Stelexis BioSciences Reports Promising Results for Eganelisib in Treating Myeloid Malignancies

Promising Phase 1 Clinical Trial Results for Eganelisib

Stelexis BioSciences, Inc., a Waltham-based biopharmaceutical company, has revealed promising findings from its Phase 1 clinical trial of Eganelisib, an oral treatment targeting myeloid malignancies such as relapsed/refractory acute myeloid leukemia (R/R AML) and higher-risk myelodysplastic syndromes (HR-MDS). The results were shared during an oral session at the 2026 ASCO Annual Meeting by Dr. Mendel Goldfinger of Montefiore Einstein Comprehensive Cancer Center.

The trial focused on a difficult-to-treat patient population, primarily featuring those exhibiting adverse prognostic indicators. Notably, about 29% had TP53 genetic alterations, while a striking 90% demonstrated abnormal cytogenetics. Moreover, 76% of participants had undergone more than two prior therapies, indicating the significant challenges faced by physicians and patients alike in managing these conditions.

Key Findings from the Trial

The study highlighted several key outcomes, particularly the efficacy of Eganelisib in patients with high PI3K-gamma expression. The modified objective response rate showed that 50% of these patients achieved complete remissions or stable disease with associated hematologic improvement, contrasting sharply with the 0% response in patients expressing lower levels of PI3K-gamma. This finding was statistically significant, underscoring the potential relevance of PI3K-gamma as a treatment biomarker.

Among those who responded, improvements in neutrophil counts were rapidly observed, with four out of six participants experiencing normalization of their counts. This response aligns well with the drug’s aim of re-engaging myeloid differentiation without the intrinsic blood count suppression seen with other treatments.

Overall survival rates also underscored the drug's potential benefit. Patients with high PI3K-gamma expression reported a median overall survival of 27 weeks compared to just 9.9 weeks for those with lower expression levels, further validating the findings in light of historical data.

Safety and Tolerability Profile

Importantly, Eganelisib was reported to be well tolerated across both test doses—45 mg and 60 mg—without significant dose-limiting toxicities or intrinsic hematologic side effects. Adverse events reported were mostly disease-related rather than medication-related, with no severe adverse events attributed to Eganelisib itself.

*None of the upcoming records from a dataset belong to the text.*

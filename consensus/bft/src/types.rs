use ed25519_dalek::VerifyingKey;
use serde::{Deserialize, Serialize};

/// Wrapper around an ed25519 public key identifying a validator.
#[derive(Debug, Clone, Copy, PartialEq, Eq, Hash, Serialize, Deserialize)]
pub struct ValidatorId(pub VerifyingKey);

impl ValidatorId {
    pub fn as_bytes(&self) -> &[u8; 32] {
        self.0.as_bytes()
    }
}

impl std::fmt::Display for ValidatorId {
    fn fmt(&self, f: &mut std::fmt::Formatter<'_>) -> std::fmt::Result {
        write!(f, "{}", hex::encode(self.0.as_bytes()))
    }
}

/// Opaque block identifier. The Context never inspects a block's contents
/// beyond this hash; it only ever asks the external block chain about it.
#[derive(Debug, Clone, Copy, PartialEq, Eq, Hash, Serialize, Deserialize, Default)]
pub struct BlockHash(pub [u8; 32]);

impl BlockHash {
    pub fn is_zero(&self) -> bool {
        self.0 == [0u8; 32]
    }
}

impl std::fmt::Display for BlockHash {
    fn fmt(&self, f: &mut std::fmt::Formatter<'_>) -> std::fmt::Result {
        write!(f, "{}", hex::encode(self.0))
    }
}

impl std::str::FromStr for BlockHash {
    type Err = hex::FromHexError;

    fn from_str(s: &str) -> Result<Self, Self::Err> {
        let mut out = [0u8; 32];
        hex::decode_to_slice(s, &mut out)?;
        Ok(BlockHash(out))
    }
}

/// Block height. One `Context` is constructed per height and is single-use.
#[derive(Debug, Clone, Copy, PartialEq, Eq, PartialOrd, Ord, Hash, Serialize, Deserialize)]
pub struct Height(pub u64);

/// A consensus round within a height. Monotonically non-decreasing within
/// the lifetime of a `Context`.
#[derive(Debug, Clone, Copy, PartialEq, Eq, PartialOrd, Ord, Hash, Serialize, Deserialize)]
pub struct Round(pub u32);

impl Round {
    pub const ZERO: Round = Round(0);

    pub fn next(self) -> Round {
        Round(self.0 + 1)
    }
}

/// Voting power. Quorum predicates always sum this, never raw vote counts.
pub type VotingPower = u64;

/// Which vote bucket a vote belongs to.
#[derive(Debug, Clone, Copy, PartialEq, Eq, Hash, Serialize, Deserialize)]
pub enum VoteKind {
    PreVote,
    PreCommit,
}

/// The step a `Context` is currently in. `Default` is the pre-`start()`
/// state; `EndCommit` is terminal.
#[derive(Debug, Clone, Copy, PartialEq, Eq, Serialize, Deserialize)]
pub enum Step {
    Default,
    Propose,
    PreVote,
    PreCommit,
    EndCommit,
}

/// Per-kind timeout base durations and the linear per-round backoff applied
/// to all three.
#[derive(Debug, Clone, Copy)]
pub struct TimeoutConfig {
    pub propose_base_ms: u64,
    pub prevote_base_ms: u64,
    pub precommit_base_ms: u64,
    /// Additional ms per round increment (linear backoff).
    pub increment_ms: u64,
}

impl Default for TimeoutConfig {
    fn default() -> Self {
        Self {
            propose_base_ms: 3_000,
            prevote_base_ms: 3_000,
            precommit_base_ms: 3_000,
            increment_ms: 1_000,
        }
    }
}

#[derive(Debug, Clone, Copy, PartialEq, Eq, Hash, Serialize, Deserialize)]
pub enum TimeoutKind {
    Propose,
    PreVote,
    PreCommit,
}

impl TimeoutConfig {
    /// Compute the timeout for a given kind and round, applying linear backoff.
    pub fn duration_for(&self, kind: TimeoutKind, round: Round) -> std::time::Duration {
        let base = match kind {
            TimeoutKind::Propose => self.propose_base_ms,
            TimeoutKind::PreVote => self.prevote_base_ms,
            TimeoutKind::PreCommit => self.precommit_base_ms,
        };
        std::time::Duration::from_millis(base + self.increment_ms * round.0 as u64)
    }
}

#[cfg(test)]
mod tests {
    use super::*;

    #[test]
    fn timeout_increases_with_round() {
        let config = TimeoutConfig::default();
        let d0 = config.duration_for(TimeoutKind::Propose, Round(0));
        let d1 = config.duration_for(TimeoutKind::Propose, Round(1));
        let d5 = config.duration_for(TimeoutKind::Propose, Round(5));
        assert!(d1 > d0);
        assert!(d5 > d1);
    }

    #[test]
    fn block_hash_display_and_parse_roundtrip() {
        let hash = BlockHash([0xAB; 32]);
        let s = hash.to_string();
        let parsed: BlockHash = s.parse().unwrap();
        assert_eq!(hash, parsed);
    }
}
use crate::types::{Height, Round, VoteKind};
use crate::vote::VoteSet;

/// Per-round vote bookkeeping: the proposal seen (if any) and the PreVote
/// and PreCommit sets collected for this round.
#[derive(Debug, Clone)]
pub struct RoundState {
    pub round: Round,
    pub proposal: Option<crate::types::BlockHash>,
    pub prevotes: VoteSet,
    pub precommits: VoteSet,
}

impl RoundState {
    pub fn new(round: Round, height: Height) -> Self {
        Self {
            round,
            proposal: None,
            prevotes: VoteSet::new(VoteKind::PreVote, height, round),
            precommits: VoteSet::new(VoteKind::PreCommit, height, round),
        }
    }
}

#[cfg(test)]
mod tests {
    use super::*;

    #[test]
    fn new_round_state_is_empty() {
        let rs = RoundState::new(Round(0), Height(1));
        assert!(rs.proposal.is_none());
        assert_eq!(rs.prevotes.count(), 0);
        assert_eq!(rs.precommits.count(), 0);
    }
}
use serde::{Deserialize, Serialize};

use crate::error::ContextError;
use crate::proposal::Proposal;
use crate::types::{BlockHash, Round, TimeoutKind};
use crate::vote::Vote;

/// Messages a peer (or the host's own network layer) feeds into a
/// `Context` via its mailbox.
#[derive(Debug, Clone)]
pub enum ConsensusEvent {
    Proposal(Proposal),
    PreVote(Vote),
    PreCommit(Vote),
    /// Fed back in by the timeout scheduler when an armed timer fires.
    Timeout { kind: TimeoutKind, round: Round },
}

/// Observations the Context reports to registered `Observer`s. This is the
/// crate's equivalent of a debug/telemetry feed, not a control surface.
#[derive(Debug, Clone, Serialize, Deserialize)]
pub enum Event {
    StateChanged {
        round: Round,
        step: crate::types::Step,
    },
    MessageBroadcast {
        message: BroadcastMessage,
    },
    TimeoutProcessed {
        kind: TimeoutKind,
        round: Round,
    },
    BlockCommitted {
        hash: BlockHash,
    },
    ExceptionOccurred {
        kind: String,
        detail: String,
    },
}

/// A message the Context decided to broadcast to the network, handed to
/// the `GossipSink` collaborator.
#[derive(Debug, Clone, Serialize, Deserialize)]
pub enum BroadcastMessage {
    Proposal(Proposal),
    PreVote(Vote),
    PreCommit(Vote),
}

impl From<&ContextError> for Event {
    fn from(err: &ContextError) -> Self {
        let kind = match err {
            ContextError::InvalidSignature => "InvalidSignature",
            ContextError::UnknownValidator => "UnknownValidator",
            ContextError::HeightMismatch { .. } => "HeightMismatch",
            ContextError::WrongProposer { .. } => "WrongProposer",
            ContextError::Equivocation { .. } => "Equivocation",
            ContextError::InvalidBlockHeader(_) => "InvalidBlockHeader",
            ContextError::InvalidBlockContent(_) => "InvalidBlockContent",
            ContextError::AppendFailed(_) => "AppendFailed",
            ContextError::Cancelled => "Cancelled",
        };
        Event::ExceptionOccurred {
            kind: kind.to_string(),
            detail: err.to_string(),
        }
    }
}
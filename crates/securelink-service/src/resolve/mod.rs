//! Public resolution surface.

pub mod service;

pub use service::{Resolution, ResolveService, SecretCheck};
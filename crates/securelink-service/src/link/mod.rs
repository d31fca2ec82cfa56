//! Owner management surface.

pub mod service;

pub use service::{CreateLinkRequest, LinkService, UpdateLinkRequest};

This favorable safety profile is essential in improving treatment options for AML and MDS patients, who often exhaust therapeutic avenues without significant success.

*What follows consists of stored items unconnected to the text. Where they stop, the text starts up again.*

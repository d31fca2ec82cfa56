//! Health check endpoint.

use axum::Json;
use serde_json::json;

/// GET /api/health
pub async fn health_check() -> Json<serde_json::Value> {
    Json(json!({
        "status": "ok",
        "service": env!("CARGO_PKG_NAME"),
        "version": env!("CARGO_PKG_VERSION"),
    }))
}
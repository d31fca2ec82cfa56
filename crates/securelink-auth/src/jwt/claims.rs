//! JWT claims structure for owner access tokens.

use chrono::Utc;
use serde::{Deserialize, Serialize};
use uuid::Uuid;

/// JWT claims payload embedded in every access token.
#[derive(Debug, Clone, Serialize, Deserialize)]
pub struct Claims {
    /// Subject: the owner ID.
    pub sub: Uuid,
    /// Issued-at timestamp (seconds since epoch).
    pub iat: i64,
    /// Expiration timestamp (seconds since epoch).
    pub exp: i64,
}

impl Claims {
    /// Returns the owner ID from the subject claim.
    pub fn owner_id(&self) -> Uuid {
        self.sub
    }

    /// Checks whether this token has expired.
    pub fn is_expired(&self) -> bool {
        Utc::now().timestamp() >= self.exp
    }
}
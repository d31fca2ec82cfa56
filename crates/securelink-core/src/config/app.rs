//! Server and CORS configuration.

use serde::{Deserialize, Serialize};

/// HTTP server configuration.
#[derive(Debug, Clone, Serialize, Deserialize)]
pub struct ServerConfig {
    /// Bind address.
    #[serde(default = "default_host")]
    pub host: String,
    /// Bind port.
    #[serde(default = "default_port")]
    pub port: u16,
    /// Graceful shutdown timeout in seconds.
    #[serde(default = "default_shutdown_grace")]
    pub shutdown_grace_seconds: u64,
    /// CORS configuration.
    #[serde(default)]
    pub cors: CorsConfig,
}

/// CORS (Cross-Origin Resource Sharing) configuration.
#[derive(Debug, Clone, Serialize, Deserialize)]
pub struct CorsConfig {
    /// Allowed origins (use `["*"]` for development only).
    #[serde(default = "default_allowed_origins")]
    pub allowed_origins: Vec<String>,
    /// Allowed HTTP methods.
    #[serde(default = "default_allowed_methods")]
    pub allowed_methods: Vec<String>,
    /// Allowed HTTP headers.
    #[serde(default = "default_allowed_headers")]
    pub allowed_headers: Vec<String>,
    /// Max age for preflight cache in seconds.
    #[serde(default = "default_max_age")]
    pub max_age_seconds: u64,
}

impl Default for ServerConfig {
    fn default() -> Self {
        Self {
            host: default_host(),
            port: default_port(),
            shutdown_grace_seconds: default_shutdown_grace(),
            cors: CorsConfig::default(),
        }
    }
}

impl Default for CorsConfig {
    fn default() -> Self {
        Self {
            allowed_origins: default_allowed_origins(),
            allowed_methods: default_allowed_methods(),
            allowed_headers: default_allowed_headers(),
            max_age_seconds: default_max_age(),
        }
    }
}

fn default_host() -> String {
    "0.0.0.0".to_string()
}

fn default_port() -> u16 {
    8080
}

fn default_shutdown_grace() -> u64 {
    30
}

fn default_allowed_origins() -> Vec<String> {
    vec!["*".to_string()]
}

fn default_allowed_methods() -> Vec<String> {
    vec![
        "GET".to_string(),
        "POST".to_string(),
        "PUT".to_string(),
        "DELETE".to_string(),
        "OPTIONS".to_string(),
    ]
}

fn default_allowed_headers() -> Vec<String> {
    vec!["*".to_string()]
}

fn default_max_age() -> u64 {
    3600
}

Continuing Efforts in Research

Dr. Konstantinos N. Aprilakis, a board member at Stelexis, remarked on the encouraging nature of these early data, highlighting not only the safety and efficacy of Eganelisib but also the identification of a biomarker that could aid in selecting patients who would most likely benefit from this targeted therapy.

The research team at Stelexis anticipates moving forward with additional clinical trials and plans to further explore combinations of Eganelisib with hypomethylating agents among treatment-naïve patients characterized by high levels of PI3K-gamma. This initiative aims to enhance survival outcomes for those diagnosed with AML and MDS, which are notorious for poor prognoses under existing treatments.

Conclusion

Stelexis BioSciences is paving the way for new and exciting possibilities in the treatment landscape of myeloid malignancies. Eganelisib represents a significant step forward as a targeted therapy, showcasing the game's potential to redefine how clinicians approach AML and HR-MDS treatment. Patients who previously faced limited options may soon have hope for better outcomes, a testament to the innovative spirit and scientific rigor at Stelexis.